Confirmed, see repro below - thanks for reporting. tl;dr we're simplifying the SQL tree based on the assumption that equailty is evaluated in the same way in .NET and in the database, which is incorrect.

This happened because of the change in SqlExpressionSimplifyingExpressionVisitor in #31046 (code). That piece of code converts equality comparisons on the same thing, and convert them to IN (e.g. a == b && a == c to a IN (b, c)); however, along the way it also attempts to detect incompatible conditions (e.g. where b and c are different), by doing an intersection. This means we use .NET equality (via Intersect), which does not correspond to database equality (e.g. around case-sensitivity). Note that #31046 improved the simplification to apply to more cases, which is why this behaved differently; but the principle was the same before, so the actual change #31046 is immaterial here.

@ranma42 note that regardless of this bug, SqlExpressionSimplifyingExpressionVisitor basically does an inferior inferior version of #34507 (collapse multiple ORs into a single IN); the optimization only works if the two equalities are inside the same OR node - if they're farther apart in the tree this won't work (whereas in #34506 we'd have visitor state tracking known compared values etc. Note also that that it only simplifies where for ColumnExpression, whereas we should be simplifying for any expression (e.g. foo(x) = 3 OR foo(x) = 4 should be simplified to foo(x) IN (3, 4), even though foo(x) isn't a column).

To summarize, this looks like a bug to me - we shouldn't optimize things based on .NET equality. However, since it's quite contrived and isn't likely to affect many people, we should consider simply reimplementing the whole simplification in #31046, and fixing this as part of that...

/cc @maumar (I think you wrote the original simplification logic in SqlExpressionSimplifyingExpressionVisitor)

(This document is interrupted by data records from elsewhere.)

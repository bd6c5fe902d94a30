//! System-wide constants for the OpenSwap settlement engine.

/// One hundred percent expressed in basis points.
pub const ONE_HUNDRED_PERCENT_BP: u16 = 10_000;

/// Global ceiling on any strategy's maximum protocol fee (25%).
pub const MAX_PROTOCOL_FEE_BP: u16 = 2_500;

/// Default cap on creator/royalty fees (10%) unless the engine is
/// configured with a different one.
pub const DEFAULT_MAX_CREATOR_FEE_BP: u16 = 1_000;

/// Maximum Merkle tree depth for batch order commitments. A tree of this
/// depth covers 2^10 = 1024 leaf orders; deeper proofs are rejected.
pub const MAX_MERKLE_PROOF_DEPTH: usize = 10;

/// Maximum number of leaf orders one signed Merkle root can cover.
pub const MAX_BATCH_ORDERS: usize = 1 << MAX_MERKLE_PROOF_DEPTH;

/// Magic acceptance value a contract-based signer must return from its
/// verification callback (ERC-1271 `isValidSignature` selector).
pub const CONTRACT_SIGNER_MAGIC_VALUE: [u8; 4] = [0x16, 0x26, 0xba, 0x7e];

/// EIP-712 signing-domain name bound into every order digest.
pub const PROTOCOL_NAME: &str = "OpenSwap";

/// EIP-712 signing-domain version.
pub const PROTOCOL_VERSION: &str = "2";

/// Version string.
pub const VERSION: &str = env!("CARGO_PKG_VERSION");
//! Numeric diagnostic codes returned by the read-only order checker.
//!
//! Codes never abort execution — they only inform. Each maker order maps to
//! a fixed-width array of [`CRITERIA_GROUPS`] slots, one per category; zero
//! means the category passed. Code numbering mirrors the hard-error
//! subsystem grouping so clients can correlate the two tiers.

/// Number of diagnostic categories per order.
pub const CRITERIA_GROUPS: usize = 7;

/// Per-category slot indices into the code array.
pub mod group {
    pub const NONCE: usize = 0;
    pub const SIGNATURE: usize = 1;
    pub const TIMESTAMP: usize = 2;
    pub const ASSET_SHAPE: usize = 3;
    pub const CURRENCY: usize = 4;
    pub const FEES: usize = 5;
    pub const STRATEGY: usize = 6;
}

/// Category passed.
pub const ORDER_EXPECTED_TO_BE_VALID: u32 = 0;

// --- Nonce validity (group 0) ---
pub const GLOBAL_NONCE_INVALIDATED: u32 = 101;
pub const SUBSET_NONCE_CANCELLED: u32 = 102;
pub const ORDER_NONCE_EXECUTED_OR_CANCELLED: u32 = 103;
pub const ORDER_NONCE_PARTIAL_FILL_MISMATCH: u32 = 104;

// --- Signature validity (group 1) ---
pub const SIGNATURE_LENGTH_INVALID: u32 = 201;
pub const SIGNATURE_V_INVALID: u32 = 202;
pub const SIGNATURE_S_INVALID: u32 = 203;
pub const SIGNER_MISMATCH: u32 = 204;
pub const CONTRACT_SIGNER_REJECTION: u32 = 205;
pub const MERKLE_PROOF_TOO_LARGE: u32 = 206;
pub const MERKLE_PROOF_INVALID: u32 = 207;

// --- Timestamp validity (group 2) ---
pub const START_TIME_IN_FUTURE: u32 = 301;
pub const END_TIME_IN_PAST: u32 = 302;

// --- Asset-type / shape plausibility (group 3) ---
pub const ITEM_AMOUNT_LENGTH_MISMATCH: u32 = 401;
pub const ITEM_LIST_EMPTY: u32 = 402;
pub const AMOUNT_INVALID_FOR_ASSET_TYPE: u32 = 403;

// --- Currency allow-list (group 4) ---
pub const CURRENCY_NOT_ALLOWED: u32 = 501;
pub const NATIVE_CURRENCY_INVALID_FOR_BID: u32 = 502;

// --- Fee-cap compliance (group 5) ---
pub const CREATOR_FEE_ABOVE_CAP: u32 = 601;
pub const BUNDLE_ROYALTY_INCONSISTENT: u32 = 602;

// --- Strategy availability (group 6) ---
pub const STRATEGY_NOT_REGISTERED: u32 = 701;
pub const STRATEGY_NOT_ACTIVE: u32 = 702;
pub const STRATEGY_WRONG_MAKER_SIDE: u32 = 703;
//! # openswap-settlement
//!
//! The OpenSwap settlement engine: the single mutator of replay-protection
//! state, strategy registrations, and the signing domain.
//!
//! - **Engine**: guarded entry points for single and batch settlement,
//!   nonce operations, and owner-gated administration.
//! - **Nonce ledger**: per-signer global, subset, and order nonces.
//! - **Fee distribution**: protocol, creator, and affiliate splits that
//!   sum back to the settled price exactly.
//! - **Order checker**: read-only per-category diagnostics for makers
//!   and indexers.
//!
//! The engine owns no external assets. Currency moves, asset transfers,
//! royalty lookups, currency allow-listing, and contract-signer callbacks
//! are all behind the [`adapters`] traits, injected per call.

pub mod adapters;
pub mod engine;
pub mod fees;
pub mod guard;
pub mod nonces;
pub mod validate;

pub use adapters::{
    AssetTransferProvider, Collaborators, ContractSignerVerifier, CreatorFeeOracle,
    CurrencyAllowlist, FungibleLedger,
};
pub use engine::{BatchOutcome, EngineConfig, OrderExecution, SettlementEngine};
pub use fees::{compute_fee_split, resolve_creator_fee};
pub use guard::ReentrancyGuard;
pub use nonces::NonceLedger;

Minimal repro ```c# await using var context = new BlogContext(); await context.Database.EnsureDeletedAsync(); await context.Database.EnsureCreatedAsync(); var thing = new Thing { Name = "TheName" }; _ = await context.Things .Where(thing => thing.Name.Equals("TheName") && thing.Name.Equals("tHeNaMe")) .ToListAsync(); public class BlogContext : DbContext { public DbSet Things { get; set; } protected override void OnConfiguring(DbContextOptionsBuilder optionsBuilder) => optionsBuilder .UseSqlServer("Server=localhost;Database=test;User=SA;Password=Abcd5678;Connect Timeout=60;ConnectRetryCount=0;Encrypt=false") .LogTo(Console.WriteLine, LogLevel.Information) .EnableSensitiveDataLogging(); } public class Thing { public int Id { get; set; } public string Name { get; set; } } ```
kopfsick commented 1 month ago

Thank you for your quick response and for confirming 👍 As you say, this isn't likely to affect many people, and for those that it does affect, like us, it is probably a rare corner case. I've temporarily adjusted some test cases, but will be following the issue.